Si riportano i risultati di una ricerca sperimentale volta a valutare l’influenza che l’introduzione di modelli costruttivi di tipo Nzeb potrebbe avere sul degrado biologico e durabilità delle superfici esterne degli edifici.

La direttiva 31/2010/UE richiede agli stati membri che tutti gli edifici di nuova costruzione, realizzati a partire dal 31 dicembre 2020 (2018 per gli edifici pubblici), siano «Nearly Zero Energy Buildings, Nzeb», ovvero edifici “a energia quasi zero”, al netto dell’energia autoprodotta tramite impianti per la climatizzazione con fonti energetiche rinnovabili. Già oggi [1] è possibile trovare a livello mondiale, ed anche in Italia, costruzioni che si avvicinano a questo standard.
A livello legislativo le azioni che vengono promosse (alcune sono di prossima attuazione) per raggiungere tale obiettivo privilegiano l’abbattimento dei consumi mediante l’introduzione di limiti di trasmittanza sempre più bassi. Appare possibile, a breve, un significativo abbattimento dei valori fissati dal D.Lgs. 311/06.

Acquario in vetro utilizzato per la prova di crescita accelerata in laboratorio.
Acquario in vetro utilizzato per la prova di crescita accelerata in laboratorio.

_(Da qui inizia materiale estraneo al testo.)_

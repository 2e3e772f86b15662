use std::fmt;

use chrono::{DateTime, NaiveDate, NaiveTime, Utc};
use serde::{Deserialize, Serialize};

use crate::assessment::domain::SubmissionRecord;

/// Lifecycle states of an appointment. Every appointment starts Pending;
/// which transitions are legal is decided by the coordinator's policy.
#[derive(Debug, Clone, Copy, PartialEq, Eq, Serialize, Deserialize)]
pub enum AppointmentStatus {
    Pending,
    Confirmed,
    Rejected,
    Completed,
}

impl AppointmentStatus {
    pub const fn label(self) -> &'static str {
        match self {
            AppointmentStatus::Pending => "Pending",
            AppointmentStatus::Confirmed => "Confirmed",
            AppointmentStatus::Rejected => "Rejected",
            AppointmentStatus::Completed => "Completed",
        }
    }

    pub fn from_label(label: &str) -> Option<Self> {
        match label {
            "Pending" => Some(AppointmentStatus::Pending),
            "Confirmed" => Some(AppointmentStatus::Confirmed),
            "Rejected" => Some(AppointmentStatus::Rejected),
            "Completed" => Some(AppointmentStatus::Completed),
            _ => None,
        }
    }
}

impl fmt::Display for AppointmentStatus {
    fn fmt(&self, f: &mut fmt::Formatter<'_>) -> fmt::Result {
        f.write_str(self.label())
    }
}

/// Contact and demographic details captured at booking time. Not linked to
/// any user account; assessments stay anonymous.
#[derive(Debug, Clone, PartialEq, Eq, Serialize, Deserialize)]
pub struct ClientDetails {
    pub full_name: String,
    pub email: String,
    #[serde(default)]
    pub student_id: Option<String>,
    pub course: String,
    pub year_level: String,
    pub gender: String,
    pub age: u8,
    #[serde(default)]
    pub contact_number: Option<String>,
}

/// Client request to claim a slot with a counselor for a prior submission.
#[derive(Debug, Clone, Deserialize)]
pub struct BookingRequest {
    pub submission_id: String,
    pub counselor_id: String,
    pub slot_id: String,
    pub client_details: ClientDetails,
}

/// A counselor account as stored, credential hash included. Exposed views
/// go through [`CounselorProfile`].
#[derive(Debug, Clone, PartialEq, Eq)]
pub struct CounselorRecord {
    pub counselor_id: String,
    pub full_name: String,
    pub email: String,
    pub employee_id: String,
    pub specialization: String,
    pub password_hash: String,
    pub created_at: DateTime<Utc>,
}

impl CounselorRecord {
    pub fn profile(&self) -> CounselorProfile {
        CounselorProfile {
            counselor_id: self.counselor_id.clone(),
            full_name: self.full_name.clone(),
            email: self.email.clone(),
            employee_id: self.employee_id.clone(),
            specialization: self.specialization.clone(),
            created_at: self.created_at,
        }
    }
}

/// Counselor identity without the credential hash.
#[derive(Debug, Clone, PartialEq, Eq, Serialize)]
pub struct CounselorProfile {
    pub counselor_id: String,
    pub full_name: String,
    pub email: String,
    pub employee_id: String,
    pub specialization: String,
    pub created_at: DateTime<Utc>,
}

/// A counselor-owned bookable time interval. `is_available` flips to false
/// exactly once, when an appointment claims the slot.
#[derive(Debug, Clone, PartialEq, Eq, Serialize)]
pub struct SlotRecord {
    pub slot_id: String,
    pub counselor_id: String,
    pub date: NaiveDate,
    pub start_time: NaiveTime,
    pub end_time: NaiveTime,
    pub is_available: bool,
}

/// One open slot as shown to clients browsing availability.
#[derive(Debug, Clone, PartialEq, Eq, Serialize)]
pub struct AvailableSlot {
    pub slot_id: String,
    pub date: NaiveDate,
    pub start_time: NaiveTime,
    pub end_time: NaiveTime,
}

/// A counselor together with their currently open slots.
#[derive(Debug, Clone, PartialEq, Eq, Serialize)]
pub struct CounselorAvailability {
    pub counselor_id: String,
    pub full_name: String,
    pub specialization: String,
    pub email: String,
    pub available_slots: Vec<AvailableSlot>,
}

/// Everything the store needs to claim a slot atomically. Scheduled date and
/// time are copied from the slot inside the claim transaction, not supplied
/// here.
#[derive(Debug, Clone)]
pub struct SlotClaim {
    pub appointment_id: String,
    pub submission_id: String,
    pub counselor_id: String,
    pub slot_id: String,
    pub client: ClientDetails,
    pub created_at: DateTime<Utc>,
}

/// Outcome of a successful claim, echoing the snapshot taken from the slot.
#[derive(Debug, Clone, PartialEq, Eq, Serialize)]
pub struct BookedAppointment {
    pub appointment_id: String,
    pub status: AppointmentStatus,
    pub scheduled_date: NaiveDate,
    pub scheduled_time: NaiveTime,
    pub counselor_name: String,
}

/// One appointment as shown to the client checking status by email.
#[derive(Debug, Clone, PartialEq, Eq, Serialize)]
pub struct AppointmentStatusView {
    pub appointment_id: String,
    pub status: AppointmentStatus,
    pub scheduled_date: NaiveDate,
    pub scheduled_time: NaiveTime,
    pub counselor_name: String,
    pub counselor_email: String,
    pub created_at: DateTime<Utc>,
    pub counselor_notes: Option<String>,
    pub rejection_reason: Option<String>,
}

/// Full appointment detail for counselors, joined with the originating
/// assessment and the assigned counselor. Both joins are mandatory.
#[derive(Debug, Clone, PartialEq, Serialize)]
pub struct AppointmentDetail {
    pub appointment_id: String,
    pub status: AppointmentStatus,
    pub scheduled_date: NaiveDate,
    pub scheduled_time: NaiveTime,
    pub created_at: DateTime<Utc>,
    pub counselor_notes: Option<String>,
    pub rejection_reason: Option<String>,
    pub client: ClientDetails,
    pub counselor_name: String,
    pub counselor_email: String,
    pub assessment: SubmissionRecord,
}

/// Listing entry for a counselor reviewing their own appointments.
#[derive(Debug, Clone, PartialEq, Eq, Serialize)]
pub struct CounselorAppointment {
    pub appointment_id: String,
    pub status: AppointmentStatus,
    pub scheduled_date: NaiveDate,
    pub scheduled_time: NaiveTime,
    pub created_at: DateTime<Utc>,
    pub client_full_name: String,
    pub client_email: String,
}

/// Slot listing entry for the admin calendar, including the occupying
/// appointment when the slot has been claimed.
#[derive(Debug, Clone, PartialEq, Eq, Serialize)]
pub struct SlotOverview {
    pub slot_id: String,
    pub date: NaiveDate,
    pub start_time: NaiveTime,
    pub end_time: NaiveTime,
    pub is_available: bool,
    pub appointment_id: Option<String>,
    pub client_name: Option<String>,
    pub appointment_status: Option<AppointmentStatus>,
}

/// Acknowledgement returned after a status update.
#[derive(Debug, Clone, PartialEq, Eq, Serialize)]
pub struct StatusUpdate {
    pub appointment_id: String,
    pub status: AppointmentStatus,
}

/// Counts for the counselor dashboard: the counselor's appointments by
/// status plus system-wide assessment stress distribution.
#[derive(Debug, Clone, PartialEq, Eq, Serialize)]
pub struct DashboardStats {
    pub total_appointments: u64,
    pub pending_appointments: u64,
    pub confirmed_appointments: u64,
    pub rejected_appointments: u64,
    pub completed_appointments: u64,
    pub total_assessments: u64,
    pub low_stress: u64,
    pub moderate_stress: u64,
    pub high_stress: u64,
}
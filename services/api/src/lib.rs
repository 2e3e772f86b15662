mod cli;
mod infra;
mod routes;
mod server;

use counsel::error::AppError;

pub async fn run() -> Result<(), AppError> {
    cli::run().await
}
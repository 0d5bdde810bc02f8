//! Engine seams used by the all-pairs run.
//!
//! The run talks to four collaborators through traits so that each can be
//! swapped independently:
//! - [`CostFieldEngine`] - cumulative cost and movement direction from one source
//! - [`PathTracer`] - least-cost lines from stop points back to that source
//! - [`MergeEngine`] - union of line layers held in the [`Workspace`]
//! - [`CleanEngine`] - removal of degenerate and duplicate lines
//!
//! [`Engines::native`] wires up the in-process implementations.

mod clean;
mod cost;
mod drain;
mod patch;

pub use clean::{CleanReport, CleanTool, NativeClean, NETWORK_CLEAN};
pub use cost::{NativeCostField, NEIGHBOURS};
pub use drain::NativeDrain;
pub use patch::{NativePatch, PatchMode};

use std::sync::Arc;

use geo::Coord;

use crate::config::CostModel;
use crate::error::Result;
use crate::raster::Raster;
use crate::vector::VectorLayer;
use crate::workspace::Workspace;

/// Inputs for one cost-field computation.
#[derive(Debug, Clone, Copy)]
pub struct CostRequest<'a> {
    pub friction: &'a Raster<f64>,
    /// Required when `model` is [`CostModel::Walking`].
    pub elevation: Option<&'a Raster<f64>>,
    pub model: CostModel,
    pub source: Coord<f64>,
    pub stops: &'a [Coord<f64>],
    pub max_cost: Option<f64>,
    pub memory_mb: usize,
    pub knight_moves: bool,
}

/// Cumulative cost and direction fields rooted at one source.
#[derive(Debug, Clone, PartialEq)]
pub struct CostSurface {
    /// Cumulative cost per cell; NaN where the cell was not reached.
    pub cumulative: Raster<f64>,
    /// Direction code per cell: `0` at the source and unreached cells,
    /// otherwise `k` such that `NEIGHBOURS[k - 1]` steps toward the source.
    pub direction: Raster<u8>,
}

/// Result of tracing every stop back to the source.
#[derive(Debug, Clone, PartialEq)]
pub struct Drainage {
    /// One line per stop inside the region, in stop order.
    pub lines: VectorLayer,
    /// Cells visited by any traced path set to `1`.
    pub raster: Raster<u8>,
}

/// Accumulates traversal cost outward from a single source.
pub trait CostFieldEngine: Send + Sync {
    fn accumulate(&self, request: &CostRequest<'_>) -> Result<CostSurface>;
}

/// Follows a direction field downhill from stop points to its source.
pub trait PathTracer: Send + Sync {
    fn trace(
        &self,
        cumulative: &Raster<f64>,
        direction: &Raster<u8>,
        stops: &[Coord<f64>],
    ) -> Result<Drainage>;
}

/// Unions named line layers held in the workspace.
pub trait MergeEngine: Send + Sync {
    /// Merge `inputs` into `output`. In [`PatchMode::Append`] the output
    /// must already exist and is extended in place.
    fn patch(
        &self,
        workspace: &mut Workspace,
        inputs: &[&str],
        output: &str,
        mode: PatchMode,
    ) -> Result<()>;
}

/// Removes unwanted line geometry from a named layer.
pub trait CleanEngine: Send + Sync {
    /// Write the cleaned copy of `input` to `output`, overwriting it.
    fn clean(
        &self,
        workspace: &mut Workspace,
        input: &str,
        output: &str,
        tools: &[CleanTool],
    ) -> Result<CleanReport>;
}

/// The set of collaborators used by a run.
#[derive(Clone)]
pub struct Engines {
    pub cost: Arc<dyn CostFieldEngine>,
    pub tracer: Arc<dyn PathTracer>,
    pub merge: Arc<dyn MergeEngine>,
    pub clean: Arc<dyn CleanEngine>,
}

impl Engines {
    /// In-process engines for every collaborator.
    pub fn native() -> Self {
        Self {
            cost: Arc::new(NativeCostField),
            tracer: Arc::new(NativeDrain),
            merge: Arc::new(NativePatch),
            clean: Arc::new(NativeClean),
        }
    }
}

impl Default for Engines {
    fn default() -> Self {
        Self::native()
    }
}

Sebbene questa strada sia quella più “facile” per ottenere ulteriori riduzioni dei consumi, va considerato che, in caso di estremizzazione del concetto di isolamento, si introducono nei componenti edilizi modelli di funzionamento differenti rispetto al passato e che possono implicare conseguenze indesiderate.
Oltre a problematiche di qualità dell’aria interna, per la progressiva introduzione di infissi ad altissima tenuta in assenza di una progettazione complessiva dell’intervento di retrofit energetico, si stanno registrando di recente, anche nel nostro paese, problematiche di degrado biologico delle superfici esterne.

La forte riduzione dei flussi termici passanti, positiva per il contenimento dei consumi energetici, rende infatti più sollecitate le superfici esterne soprattutto in contesti con inverni freddi e/o caratterizzati da UR% elevate, come rilevato già da alcuni anni in altri paesi europei [2]. In questa ricerca, seguendo studi già compiuti dagli stessi autori [3], [4], si riportano i risultati di una attività sperimentale volta a individuare le relazioni tra fenomeni di degrado biologico delle superfici esterne e l’introduzione di modelli costruttivi a bassissima trasmittanza. In particolare si è analizzata l’influenza, sullo sviluppo di microorganismi esterni (alghe), di particolari tipologie di materiali correlate a specifiche soluzioni costruttive.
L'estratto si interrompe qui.